The Things We Didn't Share
Our childhood treasures don’t age—they wait.
Iris and Jonah – Part One
“I heard a beautiful song playing in a café the other day,” Iris said. “The lyrics really moved me. I found it on Spotify and sent it to a couple of my friends. Then suddenly, it hit me—I hadn’t even thought to send it to Jonah.”
She paused.
“I always complain that he doesn’t fully see me,” she continued, “but how can he see me if I don’t share with him what touches me? What stops me from sharing? What if he dismisses the song? Will it then make me more resentful and our relationship even more distant?”
This tender moment of realization is the heart of this story—and perhaps of many relationships. We want to be known, but we don’t always show ourselves. Sometimes, the things we long to share the most are the things we learned early on in our childhood to hide.
Two Kinds of Our Childhood Treasures
There’s a quiet kind of magic in the memories of childhood—those fleeting moments of pure presence, of deep curiosity, of laughter that made our bellies ache. Hidden within these moments are secret gems—treasures that, when unearthed, can enrich our adult lives in surprising ways.
These gems fall into two distinct, but equally powerful, categories. One shines brightly and is easier to recognize. The other hides in shadow, waiting patiently to be discovered.
The First Treasure: What Made You Come Alive
Think back to your younger self. What did you love doing so much that time would vanish?
Maybe it was building imaginary kingdoms in the backyard, dancing in your room when no one was watching, making up stories with your stuffed animals, or spending hours drawing, climbing trees, tinkering, exploring. These weren’t just hobbies; they were portals into your essential aliveness. In those moments, you weren’t performing—you were being.
As adults, we often forget these pieces of ourselves. We get busy. We become responsible. But those early passions are more than nostalgia—they are blueprints. They tell us something essential about who we are and what lights us up from within.
Try asking yourself:
What kind of play did I love the most as a child?
When did I feel most free, most me?
What did I do that made the world fall away?

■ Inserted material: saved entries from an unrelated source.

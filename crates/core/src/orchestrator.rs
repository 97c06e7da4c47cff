//! Intent validation: load the tenant's ordered rule set, run each rule, and
//! fold the outcomes into one [`Verdict`].

use std::sync::Arc;
use std::time::Instant;

use futures::stream::{self, StreamExt};
use serde::Serialize;
use tokio_util::sync::CancellationToken;
use tracing::{info, warn};

use crate::adapter::probe_with_timeout;
use crate::catalog::RuleCatalog;
use crate::domain::datasource::DatasourceKind;
use crate::domain::intent::IntentId;
use crate::domain::record::CandidateRecord;
use crate::domain::rule::ValidationRule;
use crate::domain::tenant::TenantId;
use crate::domain::verdict::{EvaluationPolicy, RuleOutcome, RuleStatus, Verdict};
use crate::errors::{AdapterError, EngineError};
use crate::evaluator::RuleEvaluator;
use crate::isolation::TenantView;
use crate::resolver::{
    ConnectionResolver, CredentialDecryptor, LookupTarget, PassthroughDecryptor, ResolutionScope,
};

#[derive(Clone, Debug)]
pub struct ValidationRequest {
    pub tenant_id: TenantId,
    pub intent_id: IntentId,
    pub record: CandidateRecord,
    pub policy: EvaluationPolicy,
    /// Restricts the rule set to this language plus `multi` rules.
    pub language: Option<String>,
    pub correlation_id: String,
}

impl ValidationRequest {
    pub fn new(
        tenant_id: TenantId,
        intent_id: IntentId,
        record: CandidateRecord,
        policy: EvaluationPolicy,
    ) -> Self {
        Self {
            tenant_id,
            intent_id,
            record,
            policy,
            language: None,
            correlation_id: uuid::Uuid::new_v4().to_string(),
        }
    }

    pub fn with_language(mut self, language: impl Into<String>) -> Self {
        self.language = Some(language.into());
        self
    }

    pub fn with_correlation_id(mut self, correlation_id: impl Into<String>) -> Self {
        self.correlation_id = correlation_id.into();
        self
    }
}

#[derive(Clone, Debug, PartialEq, Eq, Serialize)]
pub struct ProbeReport {
    pub config_name: String,
    pub kind: DatasourceKind,
    pub latency_ms: u64,
}

/// Resolved lookup target, or the outcome that replaces evaluation when
/// resolution failed.
type Prepared = Result<Option<LookupTarget>, RuleOutcome>;

pub struct IntentValidator<C: ?Sized> {
    catalog: Arc<C>,
    evaluator: RuleEvaluator,
    decryptor: Arc<dyn CredentialDecryptor>,
    max_concurrency: usize,
}

impl<C> IntentValidator<C>
where
    C: RuleCatalog + ?Sized,
{
    pub fn new(catalog: Arc<C>, evaluator: RuleEvaluator) -> Self {
        Self { catalog, evaluator, decryptor: Arc::new(PassthroughDecryptor), max_concurrency: 1 }
    }

    pub fn with_decryptor(mut self, decryptor: Arc<dyn CredentialDecryptor>) -> Self {
        self.decryptor = decryptor;
        self
    }

    /// Upper bound on concurrently running rules under `evaluate_all`.
    pub fn with_max_concurrency(mut self, max_concurrency: usize) -> Self {
        self.max_concurrency = max_concurrency.max(1);
        self
    }

    pub async fn validate_intent(
        &self,
        tenant_id: &TenantId,
        intent_id: IntentId,
        record: &CandidateRecord,
        policy: EvaluationPolicy,
    ) -> Verdict {
        let request = ValidationRequest::new(tenant_id.clone(), intent_id, record.clone(), policy);
        self.validate(&request, &CancellationToken::new()).await
    }

    /// Always returns a verdict. Cancelling `cancel` drops in-flight adapter
    /// calls and marks every unevaluated rule as cancelled.
    pub async fn validate(
        &self,
        request: &ValidationRequest,
        cancel: &CancellationToken,
    ) -> Verdict {
        let started = Instant::now();
        let view = TenantView::new(request.tenant_id.clone(), self.catalog.as_ref());

        info!(
            event_name = "engine.validation.started",
            correlation_id = %request.correlation_id,
            tenant_id = %request.tenant_id,
            intent_id = %request.intent_id,
            policy = request.policy.as_str(),
            "intent validation started"
        );

        let loaded = tokio::select! {
            biased;
            _ = cancel.cancelled() => return Verdict::cancelled(),
            loaded = self.load_rules(&view, request) => loaded,
        };
        let rules = match loaded {
            Ok(rules) => rules,
            Err(detail) => {
                warn!(
                    event_name = "engine.validation.rules_unavailable",
                    correlation_id = %request.correlation_id,
                    tenant_id = %request.tenant_id,
                    intent_id = %request.intent_id,
                    error = %detail,
                    "rule set could not be loaded"
                );
                return Verdict::unavailable(detail);
            }
        };

        let verdict = match request.policy {
            EvaluationPolicy::EvaluateAll if self.max_concurrency > 1 => {
                self.run_concurrent(&view, &rules, &request.record, cancel).await
            }
            policy => self.run_sequential(&view, &rules, &request.record, policy, cancel).await,
        };

        info!(
            event_name = "engine.validation.completed",
            correlation_id = %request.correlation_id,
            tenant_id = %request.tenant_id,
            intent_id = %request.intent_id,
            overall_status = ?verdict.overall_status,
            rules_evaluated = verdict.outcomes.len(),
            rules_not_run = verdict.rules_not_run,
            elapsed_ms = started.elapsed().as_millis() as u64,
            "intent validation completed"
        );
        verdict
    }

    /// Resolves `config_name` for the tenant and asks the matching adapter for a
    /// reachability check.
    pub async fn probe(
        &self,
        tenant_id: &TenantId,
        config_name: &str,
    ) -> Result<ProbeReport, EngineError> {
        let view = TenantView::new(tenant_id.clone(), self.catalog.as_ref());
        let resolver = ConnectionResolver::new(&view, self.decryptor.as_ref());
        let connection = resolver.resolve(config_name).await?;

        let kind = DatasourceKind::for_protocol(&connection.protocol).ok_or_else(|| {
            AdapterError::Unsupported(format!("protocol `{}` has no adapter", connection.protocol))
        })?;
        let adapter = self.evaluator.adapters().get(kind)?;

        let started = Instant::now();
        probe_with_timeout(adapter.as_ref(), &connection, self.evaluator.adapter_timeout())
            .await?;

        Ok(ProbeReport {
            config_name: connection.config_name,
            kind,
            latency_ms: started.elapsed().as_millis() as u64,
        })
    }

    async fn load_rules(
        &self,
        view: &TenantView<'_, C>,
        request: &ValidationRequest,
    ) -> Result<Vec<ValidationRule>, String> {
        view.active_tenant().await.map_err(|error| error.to_string())?;
        let mut rules =
            view.active_rules(request.intent_id).await.map_err(|error| error.to_string())?;

        rules.retain(|rule| rule.applies_to_language(request.language.as_deref()));
        rules.sort_by(ValidationRule::execution_order);
        Ok(rules)
    }

    async fn run_sequential(
        &self,
        view: &TenantView<'_, C>,
        rules: &[ValidationRule],
        record: &CandidateRecord,
        policy: EvaluationPolicy,
        cancel: &CancellationToken,
    ) -> Verdict {
        let mut scope = ResolutionScope::new(view, self.decryptor.as_ref());
        let mut outcomes = Vec::with_capacity(rules.len());
        let mut rules_not_run = 0;

        for (index, rule) in rules.iter().enumerate() {
            let step = tokio::select! {
                biased;
                _ = cancel.cancelled() => None,
                outcome = self.run_rule(&mut scope, rule, record) => Some(outcome),
            };
            let Some(outcome) = step else {
                outcomes.extend(rules[index..].iter().map(RuleOutcome::cancelled));
                break;
            };

            let stop = policy == EvaluationPolicy::StopOnFirstFailure
                && outcome.status != RuleStatus::Pass;
            outcomes.push(outcome);
            if stop {
                rules_not_run = rules.len() - index - 1;
                break;
            }
        }

        Verdict::from_outcomes(outcomes, rules_not_run)
    }

    /// Targets are resolved up front in execution order, then evaluations run
    /// with bounded concurrency. `buffered` yields in submission order, so the
    /// outcome list keeps priority order regardless of completion order.
    async fn run_concurrent(
        &self,
        view: &TenantView<'_, C>,
        rules: &[ValidationRule],
        record: &CandidateRecord,
        cancel: &CancellationToken,
    ) -> Verdict {
        let mut scope = ResolutionScope::new(view, self.decryptor.as_ref());
        let mut prepared: Vec<Prepared> = Vec::with_capacity(rules.len());

        for rule in rules {
            let step = tokio::select! {
                biased;
                _ = cancel.cancelled() => None,
                target = self.prepare(&mut scope, rule) => Some(target),
            };
            match step {
                Some(target) => prepared.push(target),
                None => {
                    return Verdict::from_outcomes(
                        rules.iter().map(RuleOutcome::cancelled).collect(),
                        0,
                    );
                }
            }
        }

        let evaluations = rules.iter().zip(prepared).map(|(rule, prepared)| async move {
            match prepared {
                Ok(target) => self.evaluator.evaluate(rule, record, target.as_ref()).await,
                Err(outcome) => outcome,
            }
        });
        let mut pending = stream::iter(evaluations).buffered(self.max_concurrency);
        let mut outcomes = Vec::with_capacity(rules.len());

        loop {
            tokio::select! {
                biased;
                _ = cancel.cancelled() => {
                    outcomes.extend(rules[outcomes.len()..].iter().map(RuleOutcome::cancelled));
                    break;
                }
                next = pending.next() => match next {
                    Some(outcome) => outcomes.push(outcome),
                    None => break,
                },
            }
        }

        Verdict::from_outcomes(outcomes, 0)
    }

    async fn run_rule(
        &self,
        scope: &mut ResolutionScope<'_, '_, C>,
        rule: &ValidationRule,
        record: &CandidateRecord,
    ) -> RuleOutcome {
        match self.prepare(scope, rule).await {
            Ok(target) => self.evaluator.evaluate(rule, record, target.as_ref()).await,
            Err(outcome) => outcome,
        }
    }

    async fn prepare(
        &self,
        scope: &mut ResolutionScope<'_, '_, C>,
        rule: &ValidationRule,
    ) -> Prepared {
        if !rule.requires_lookup() {
            return Ok(None);
        }
        match scope.target_for(rule).await {
            Ok(target) => Ok(Some(target)),
            Err(error) => Err(RuleOutcome::error(rule, &EngineError::from(error))),
        }
    }
}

Reconnect with those activities, even in small ways. You might find that adult joy doesn't always need to be invented—it can be re-collected.
The Second Treasure: What You Had to Hide
The second kind of childhood treasure is more hidden—and often more powerful. It’s not about what you loved, but what you couldn’t show. These are the parts of you that didn’t feel safe to express. The tender truths. The vulnerable emotions. The interests or friendships or dreams that you kept secret because you sensed they wouldn’t be welcome.
Maybe you had to tuck your tears away because no one knew what to do with them. Or you downplayed your joy, your curiosity, your sensitivity, your boldness, because it wasn’t what your family or community valued. You may have learned to keep the most important parts of yourself quiet—not because they were wrong, but because they were misunderstood or ignored.
These hidden parts don’t disappear. They go underground, shaping how we show up in our adult relationships. If you weren’t allowed to share your deep feelings as a child, you might now struggle to open up emotionally to your partner. If your childhood friendships had to be kept secret, you might find yourself unconsciously “hiding” your friends from your partner in your adult life.
Here’s the powerful truth: the act of hiding becomes a pattern. We internalize it. And unless we gently unearth and examine it, we repeat it—over and over—without even realizing why.
But once we remember what we had to hide, we have a choice.
We can ask:
What parts of me did I learn to keep hidden in childhood?
Do I still hide those parts today, especially in close relationships?
What might it feel like to bring those parts back into the light?
Iris and Jonah – Part Two
Iris took a risk and forwarded the song to Jonah.
He answered: “Cool.”
He obviously wasn’t as touched by the song as she was. But Iris still felt something new—a quiet joy. She had let herself be seen. She had broken the pattern of hiding, just a little. And that made her feel closer, not further apart.
Sometimes, reclaiming our childhood treasures isn’t about grand gestures. It’s about choosing to share one tender thing—and watching what grows from there.
An Invitation
Take a quiet moment this week to sit with your younger self. Not the polished adult version of you, but the child who loved, feared, played, and wondered.
Ask:
What lit me up back then?
What did I instinctively hide to feel safe?
Then, choose one small gem—one moment of joy or one long-hidden part of you—and gently bring it into your life today. Maybe it’s a song you share, a dance you allow yourself to do in your kitchen, a feeling you let someone witness.
You don’t need to dig up everything at once. Just one gem at a time.
That’s how we become whole again. That’s how we come home to ourselves. That’s how we let our partner know us more intimately, as true intimacy begins when we dare to unhide what once made us feel too much, too weird, or too tender.